PROBLEM STATEMENT
Copy exactly the lines of the data below that run from the line holding "pipeline element (forwarded" through the line holding "let lower = name.to_lowercase();", both ends included.
BEGIN MATERIAL FOR THIS TASK
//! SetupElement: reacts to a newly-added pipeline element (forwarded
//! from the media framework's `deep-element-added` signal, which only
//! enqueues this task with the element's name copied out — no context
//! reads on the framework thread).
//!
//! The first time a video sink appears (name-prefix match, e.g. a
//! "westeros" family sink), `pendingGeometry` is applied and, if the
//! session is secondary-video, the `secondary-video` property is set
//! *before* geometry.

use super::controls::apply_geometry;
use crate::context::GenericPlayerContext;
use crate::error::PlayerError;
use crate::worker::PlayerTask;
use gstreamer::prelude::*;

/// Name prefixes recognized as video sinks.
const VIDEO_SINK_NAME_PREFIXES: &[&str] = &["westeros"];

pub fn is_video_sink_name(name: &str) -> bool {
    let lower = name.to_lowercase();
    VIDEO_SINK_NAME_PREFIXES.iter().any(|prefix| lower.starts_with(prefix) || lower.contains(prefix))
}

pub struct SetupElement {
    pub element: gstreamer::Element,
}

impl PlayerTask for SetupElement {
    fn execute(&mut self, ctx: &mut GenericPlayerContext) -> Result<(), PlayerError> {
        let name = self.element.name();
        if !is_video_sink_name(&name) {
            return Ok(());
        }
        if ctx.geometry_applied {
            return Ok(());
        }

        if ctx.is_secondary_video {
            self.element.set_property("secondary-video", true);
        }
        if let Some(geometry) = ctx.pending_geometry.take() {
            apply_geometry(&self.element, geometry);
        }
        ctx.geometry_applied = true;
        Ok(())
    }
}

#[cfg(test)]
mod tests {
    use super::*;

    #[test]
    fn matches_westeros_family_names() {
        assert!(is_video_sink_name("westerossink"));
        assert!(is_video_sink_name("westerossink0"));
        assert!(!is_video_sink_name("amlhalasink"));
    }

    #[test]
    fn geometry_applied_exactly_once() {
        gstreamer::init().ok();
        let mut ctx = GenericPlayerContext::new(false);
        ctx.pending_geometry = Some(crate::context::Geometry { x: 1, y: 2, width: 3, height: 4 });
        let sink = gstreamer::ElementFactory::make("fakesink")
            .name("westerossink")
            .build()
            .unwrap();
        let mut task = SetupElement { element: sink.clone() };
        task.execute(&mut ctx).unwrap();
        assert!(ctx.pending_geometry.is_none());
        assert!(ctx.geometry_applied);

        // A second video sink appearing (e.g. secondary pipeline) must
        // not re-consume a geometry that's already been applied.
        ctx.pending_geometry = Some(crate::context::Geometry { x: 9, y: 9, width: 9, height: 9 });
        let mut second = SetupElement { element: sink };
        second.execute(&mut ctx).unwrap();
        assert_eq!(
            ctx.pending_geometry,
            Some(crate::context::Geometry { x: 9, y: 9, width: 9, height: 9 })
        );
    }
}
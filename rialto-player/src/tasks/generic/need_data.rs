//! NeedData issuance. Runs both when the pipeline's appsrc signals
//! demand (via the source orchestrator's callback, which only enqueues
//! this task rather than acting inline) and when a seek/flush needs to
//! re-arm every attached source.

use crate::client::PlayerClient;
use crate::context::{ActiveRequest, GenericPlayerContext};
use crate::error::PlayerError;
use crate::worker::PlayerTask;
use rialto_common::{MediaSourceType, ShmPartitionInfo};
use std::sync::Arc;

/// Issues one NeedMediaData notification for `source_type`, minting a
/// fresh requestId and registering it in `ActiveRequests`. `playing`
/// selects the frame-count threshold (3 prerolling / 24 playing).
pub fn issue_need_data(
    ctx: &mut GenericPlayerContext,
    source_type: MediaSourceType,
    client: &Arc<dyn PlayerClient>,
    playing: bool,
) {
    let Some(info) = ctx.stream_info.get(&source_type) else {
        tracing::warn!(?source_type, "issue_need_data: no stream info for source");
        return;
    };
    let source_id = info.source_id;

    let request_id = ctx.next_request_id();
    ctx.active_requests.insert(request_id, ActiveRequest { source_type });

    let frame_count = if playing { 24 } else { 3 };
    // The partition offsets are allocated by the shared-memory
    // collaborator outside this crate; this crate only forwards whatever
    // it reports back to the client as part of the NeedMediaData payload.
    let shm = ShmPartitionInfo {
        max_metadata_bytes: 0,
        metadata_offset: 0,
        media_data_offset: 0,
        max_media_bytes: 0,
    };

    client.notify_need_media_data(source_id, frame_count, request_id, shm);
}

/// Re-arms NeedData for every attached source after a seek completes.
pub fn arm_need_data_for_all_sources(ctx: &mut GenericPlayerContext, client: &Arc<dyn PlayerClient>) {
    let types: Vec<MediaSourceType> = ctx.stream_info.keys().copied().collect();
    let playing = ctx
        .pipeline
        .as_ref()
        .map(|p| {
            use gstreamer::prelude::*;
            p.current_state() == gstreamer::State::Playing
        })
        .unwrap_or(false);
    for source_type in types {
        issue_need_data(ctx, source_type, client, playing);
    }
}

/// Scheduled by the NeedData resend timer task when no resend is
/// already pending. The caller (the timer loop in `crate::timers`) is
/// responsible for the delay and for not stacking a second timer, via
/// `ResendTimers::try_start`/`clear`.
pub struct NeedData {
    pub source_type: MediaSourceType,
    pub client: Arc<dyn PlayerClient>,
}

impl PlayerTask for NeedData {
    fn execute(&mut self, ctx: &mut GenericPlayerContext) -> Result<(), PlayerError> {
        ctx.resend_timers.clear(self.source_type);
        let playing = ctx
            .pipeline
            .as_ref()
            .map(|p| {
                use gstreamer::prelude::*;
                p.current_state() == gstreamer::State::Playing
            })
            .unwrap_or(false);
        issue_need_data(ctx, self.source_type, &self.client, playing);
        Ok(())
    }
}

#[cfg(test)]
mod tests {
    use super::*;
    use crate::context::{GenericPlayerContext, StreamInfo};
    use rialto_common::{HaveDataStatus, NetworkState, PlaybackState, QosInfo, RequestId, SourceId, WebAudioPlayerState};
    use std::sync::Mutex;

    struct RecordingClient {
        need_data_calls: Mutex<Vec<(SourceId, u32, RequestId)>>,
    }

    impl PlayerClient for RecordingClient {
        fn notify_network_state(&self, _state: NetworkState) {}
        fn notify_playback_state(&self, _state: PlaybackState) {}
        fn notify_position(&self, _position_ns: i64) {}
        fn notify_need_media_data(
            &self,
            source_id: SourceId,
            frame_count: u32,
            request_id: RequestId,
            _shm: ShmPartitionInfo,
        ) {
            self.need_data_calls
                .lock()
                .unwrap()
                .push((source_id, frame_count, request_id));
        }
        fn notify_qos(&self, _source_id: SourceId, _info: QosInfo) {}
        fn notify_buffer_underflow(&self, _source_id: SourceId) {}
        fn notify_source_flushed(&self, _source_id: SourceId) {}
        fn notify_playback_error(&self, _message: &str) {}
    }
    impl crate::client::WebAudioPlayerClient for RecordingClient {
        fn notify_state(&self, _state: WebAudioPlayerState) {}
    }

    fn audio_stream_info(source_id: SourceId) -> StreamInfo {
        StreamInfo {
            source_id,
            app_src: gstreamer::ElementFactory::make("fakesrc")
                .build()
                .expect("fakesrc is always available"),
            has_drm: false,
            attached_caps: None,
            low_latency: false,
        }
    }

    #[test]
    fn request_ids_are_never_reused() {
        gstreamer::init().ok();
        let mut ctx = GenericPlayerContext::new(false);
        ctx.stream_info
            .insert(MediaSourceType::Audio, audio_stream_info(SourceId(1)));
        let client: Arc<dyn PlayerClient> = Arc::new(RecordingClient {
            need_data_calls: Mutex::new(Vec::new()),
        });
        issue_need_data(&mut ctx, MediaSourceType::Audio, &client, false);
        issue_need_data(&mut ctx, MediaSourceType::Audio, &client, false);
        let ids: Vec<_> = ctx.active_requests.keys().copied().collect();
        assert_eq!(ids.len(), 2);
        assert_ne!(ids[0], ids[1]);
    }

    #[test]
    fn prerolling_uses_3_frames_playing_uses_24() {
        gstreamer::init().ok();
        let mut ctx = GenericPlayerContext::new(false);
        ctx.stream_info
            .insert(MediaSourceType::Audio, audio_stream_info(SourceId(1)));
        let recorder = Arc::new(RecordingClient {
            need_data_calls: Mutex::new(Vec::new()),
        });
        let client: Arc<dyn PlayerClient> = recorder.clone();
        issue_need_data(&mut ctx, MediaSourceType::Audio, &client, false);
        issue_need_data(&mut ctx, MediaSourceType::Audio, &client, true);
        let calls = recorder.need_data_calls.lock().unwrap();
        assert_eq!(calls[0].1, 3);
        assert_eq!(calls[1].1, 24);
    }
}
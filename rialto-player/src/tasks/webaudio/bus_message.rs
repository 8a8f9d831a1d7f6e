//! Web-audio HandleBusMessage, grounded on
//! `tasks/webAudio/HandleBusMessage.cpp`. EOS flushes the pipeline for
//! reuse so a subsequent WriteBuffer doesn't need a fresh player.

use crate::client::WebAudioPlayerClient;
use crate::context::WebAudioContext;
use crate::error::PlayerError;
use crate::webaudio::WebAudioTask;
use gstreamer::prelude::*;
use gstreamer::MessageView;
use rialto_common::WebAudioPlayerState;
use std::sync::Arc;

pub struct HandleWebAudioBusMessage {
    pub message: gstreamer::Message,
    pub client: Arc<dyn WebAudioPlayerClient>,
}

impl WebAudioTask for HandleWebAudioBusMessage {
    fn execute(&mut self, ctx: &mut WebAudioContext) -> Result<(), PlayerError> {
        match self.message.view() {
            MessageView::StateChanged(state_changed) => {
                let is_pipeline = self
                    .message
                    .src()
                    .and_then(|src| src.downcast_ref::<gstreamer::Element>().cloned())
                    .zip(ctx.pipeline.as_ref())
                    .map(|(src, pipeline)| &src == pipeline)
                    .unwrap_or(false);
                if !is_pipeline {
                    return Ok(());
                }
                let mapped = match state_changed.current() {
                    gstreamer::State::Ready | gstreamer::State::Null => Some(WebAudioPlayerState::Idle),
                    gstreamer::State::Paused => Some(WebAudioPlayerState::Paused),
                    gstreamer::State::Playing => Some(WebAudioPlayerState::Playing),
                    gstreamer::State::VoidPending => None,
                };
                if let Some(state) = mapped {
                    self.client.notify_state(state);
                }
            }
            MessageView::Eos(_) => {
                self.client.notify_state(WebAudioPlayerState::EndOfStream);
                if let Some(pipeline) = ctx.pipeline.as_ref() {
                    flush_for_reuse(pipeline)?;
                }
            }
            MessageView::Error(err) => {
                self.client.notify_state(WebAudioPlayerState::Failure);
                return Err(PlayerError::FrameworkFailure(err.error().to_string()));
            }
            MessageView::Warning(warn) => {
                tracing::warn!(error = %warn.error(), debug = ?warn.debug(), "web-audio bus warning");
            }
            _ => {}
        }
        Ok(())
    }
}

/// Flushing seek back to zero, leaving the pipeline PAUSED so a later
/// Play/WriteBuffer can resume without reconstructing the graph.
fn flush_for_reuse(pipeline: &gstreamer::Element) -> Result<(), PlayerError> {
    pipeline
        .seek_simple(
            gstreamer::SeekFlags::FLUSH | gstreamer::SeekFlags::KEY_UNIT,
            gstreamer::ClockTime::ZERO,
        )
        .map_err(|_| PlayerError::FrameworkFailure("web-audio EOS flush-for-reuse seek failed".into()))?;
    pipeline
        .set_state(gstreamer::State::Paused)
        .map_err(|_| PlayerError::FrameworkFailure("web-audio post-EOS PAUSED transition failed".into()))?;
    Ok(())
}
END MATERIAL FOR THIS TASK
BEGIN MATERIAL FOR THIS TASK
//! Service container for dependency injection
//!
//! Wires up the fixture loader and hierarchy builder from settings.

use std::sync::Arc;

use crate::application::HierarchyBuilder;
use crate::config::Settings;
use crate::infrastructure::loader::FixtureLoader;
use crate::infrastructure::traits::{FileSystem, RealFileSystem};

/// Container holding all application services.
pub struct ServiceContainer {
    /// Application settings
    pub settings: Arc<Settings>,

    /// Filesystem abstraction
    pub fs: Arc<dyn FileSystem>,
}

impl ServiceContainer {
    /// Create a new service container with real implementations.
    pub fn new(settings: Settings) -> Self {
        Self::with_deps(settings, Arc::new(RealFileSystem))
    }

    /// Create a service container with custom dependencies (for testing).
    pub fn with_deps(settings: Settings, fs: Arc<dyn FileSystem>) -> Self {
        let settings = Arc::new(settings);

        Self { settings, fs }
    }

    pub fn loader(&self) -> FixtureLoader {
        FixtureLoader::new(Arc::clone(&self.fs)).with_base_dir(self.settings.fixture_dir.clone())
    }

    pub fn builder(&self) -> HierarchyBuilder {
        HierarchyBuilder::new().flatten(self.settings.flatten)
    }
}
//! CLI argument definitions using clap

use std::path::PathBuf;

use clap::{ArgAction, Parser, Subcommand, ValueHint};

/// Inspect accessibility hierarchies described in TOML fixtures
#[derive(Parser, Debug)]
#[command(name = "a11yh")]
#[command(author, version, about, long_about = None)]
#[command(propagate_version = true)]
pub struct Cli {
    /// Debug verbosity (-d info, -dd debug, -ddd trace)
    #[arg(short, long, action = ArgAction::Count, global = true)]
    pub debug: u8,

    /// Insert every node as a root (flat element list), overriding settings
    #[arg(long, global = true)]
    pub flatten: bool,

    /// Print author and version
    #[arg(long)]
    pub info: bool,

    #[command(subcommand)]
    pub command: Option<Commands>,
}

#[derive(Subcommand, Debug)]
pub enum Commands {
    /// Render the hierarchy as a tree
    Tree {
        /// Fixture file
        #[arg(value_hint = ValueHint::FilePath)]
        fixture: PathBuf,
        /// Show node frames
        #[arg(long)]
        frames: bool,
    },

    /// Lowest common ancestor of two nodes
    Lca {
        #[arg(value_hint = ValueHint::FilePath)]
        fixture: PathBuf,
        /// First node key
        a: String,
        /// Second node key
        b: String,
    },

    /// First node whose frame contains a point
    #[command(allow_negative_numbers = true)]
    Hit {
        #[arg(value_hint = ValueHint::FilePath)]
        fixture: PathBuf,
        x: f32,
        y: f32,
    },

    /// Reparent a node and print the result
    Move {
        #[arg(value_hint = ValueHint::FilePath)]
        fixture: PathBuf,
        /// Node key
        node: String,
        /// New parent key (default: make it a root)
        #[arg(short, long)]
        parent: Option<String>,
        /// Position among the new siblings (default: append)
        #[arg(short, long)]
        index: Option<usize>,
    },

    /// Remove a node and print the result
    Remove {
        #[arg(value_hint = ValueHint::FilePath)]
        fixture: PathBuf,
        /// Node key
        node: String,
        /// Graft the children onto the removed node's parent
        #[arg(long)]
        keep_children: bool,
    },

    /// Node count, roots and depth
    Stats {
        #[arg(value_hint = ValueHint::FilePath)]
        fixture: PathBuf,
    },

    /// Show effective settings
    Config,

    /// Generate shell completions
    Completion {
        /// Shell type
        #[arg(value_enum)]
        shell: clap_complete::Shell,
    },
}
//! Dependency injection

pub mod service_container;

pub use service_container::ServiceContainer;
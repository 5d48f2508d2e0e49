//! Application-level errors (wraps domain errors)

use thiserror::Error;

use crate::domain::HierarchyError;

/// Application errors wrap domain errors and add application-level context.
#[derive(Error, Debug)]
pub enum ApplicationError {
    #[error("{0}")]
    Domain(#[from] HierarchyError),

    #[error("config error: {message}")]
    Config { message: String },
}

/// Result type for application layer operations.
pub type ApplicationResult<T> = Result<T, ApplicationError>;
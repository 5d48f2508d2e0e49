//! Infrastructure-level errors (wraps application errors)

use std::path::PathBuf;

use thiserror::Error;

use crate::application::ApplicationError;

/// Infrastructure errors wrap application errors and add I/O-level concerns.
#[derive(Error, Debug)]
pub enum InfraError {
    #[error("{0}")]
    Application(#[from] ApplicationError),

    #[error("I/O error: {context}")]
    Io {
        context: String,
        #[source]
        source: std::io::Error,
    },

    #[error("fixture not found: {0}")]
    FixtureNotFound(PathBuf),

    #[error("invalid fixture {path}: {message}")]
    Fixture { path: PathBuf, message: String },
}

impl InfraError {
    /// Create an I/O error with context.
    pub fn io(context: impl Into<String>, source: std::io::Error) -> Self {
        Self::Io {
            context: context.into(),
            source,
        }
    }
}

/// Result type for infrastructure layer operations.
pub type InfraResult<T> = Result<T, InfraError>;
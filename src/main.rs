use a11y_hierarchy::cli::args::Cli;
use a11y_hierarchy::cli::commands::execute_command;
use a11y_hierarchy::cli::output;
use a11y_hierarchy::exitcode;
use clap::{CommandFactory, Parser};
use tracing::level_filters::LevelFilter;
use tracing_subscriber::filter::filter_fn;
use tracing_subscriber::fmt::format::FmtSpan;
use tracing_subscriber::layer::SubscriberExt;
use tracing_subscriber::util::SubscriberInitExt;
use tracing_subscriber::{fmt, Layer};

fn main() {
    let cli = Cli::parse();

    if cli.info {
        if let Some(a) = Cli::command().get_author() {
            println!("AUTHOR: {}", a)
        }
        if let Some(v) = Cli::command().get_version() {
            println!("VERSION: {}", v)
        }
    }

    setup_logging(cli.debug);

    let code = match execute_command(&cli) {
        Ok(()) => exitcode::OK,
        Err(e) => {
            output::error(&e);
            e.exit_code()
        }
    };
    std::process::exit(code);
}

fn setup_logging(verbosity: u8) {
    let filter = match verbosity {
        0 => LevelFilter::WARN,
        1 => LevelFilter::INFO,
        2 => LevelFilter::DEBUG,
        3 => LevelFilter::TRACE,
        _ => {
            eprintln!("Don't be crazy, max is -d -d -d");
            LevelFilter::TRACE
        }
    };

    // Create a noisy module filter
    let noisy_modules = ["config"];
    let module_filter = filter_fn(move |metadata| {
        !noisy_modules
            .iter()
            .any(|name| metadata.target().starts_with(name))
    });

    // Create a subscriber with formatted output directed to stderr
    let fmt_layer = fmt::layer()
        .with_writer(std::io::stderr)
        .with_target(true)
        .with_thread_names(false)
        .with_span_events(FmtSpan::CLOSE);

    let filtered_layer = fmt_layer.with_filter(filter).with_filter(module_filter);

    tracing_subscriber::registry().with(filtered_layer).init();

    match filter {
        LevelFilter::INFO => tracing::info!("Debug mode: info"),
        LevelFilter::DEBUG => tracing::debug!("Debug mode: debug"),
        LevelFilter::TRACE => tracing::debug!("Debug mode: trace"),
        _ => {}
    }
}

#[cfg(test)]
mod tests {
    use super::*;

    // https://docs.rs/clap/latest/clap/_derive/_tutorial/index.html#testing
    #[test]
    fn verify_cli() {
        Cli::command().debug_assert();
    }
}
END MATERIAL FOR THIS TASK
RESPONSE TO THE TASK
//! SetupElement: reacts to a newly-added pipeline element (forwarded
//! from the media framework's `deep-element-added` signal, which only
//! enqueues this task with the element's name copied out — no context
//! reads on the framework thread).
//!
//! The first time a video sink appears (name-prefix match, e.g. a
//! "westeros" family sink), `pendingGeometry` is applied and, if the
//! session is secondary-video, the `secondary-video` property is set
//! *before* geometry.

use super::controls::apply_geometry;
use crate::context::GenericPlayerContext;
use crate::error::PlayerError;
use crate::worker::PlayerTask;
use gstreamer::prelude::*;

/// Name prefixes recognized as video sinks.
const VIDEO_SINK_NAME_PREFIXES: &[&str] = &["westeros"];

pub fn is_video_sink_name(name: &str) -> bool {
    let lower = name.to_lowercase();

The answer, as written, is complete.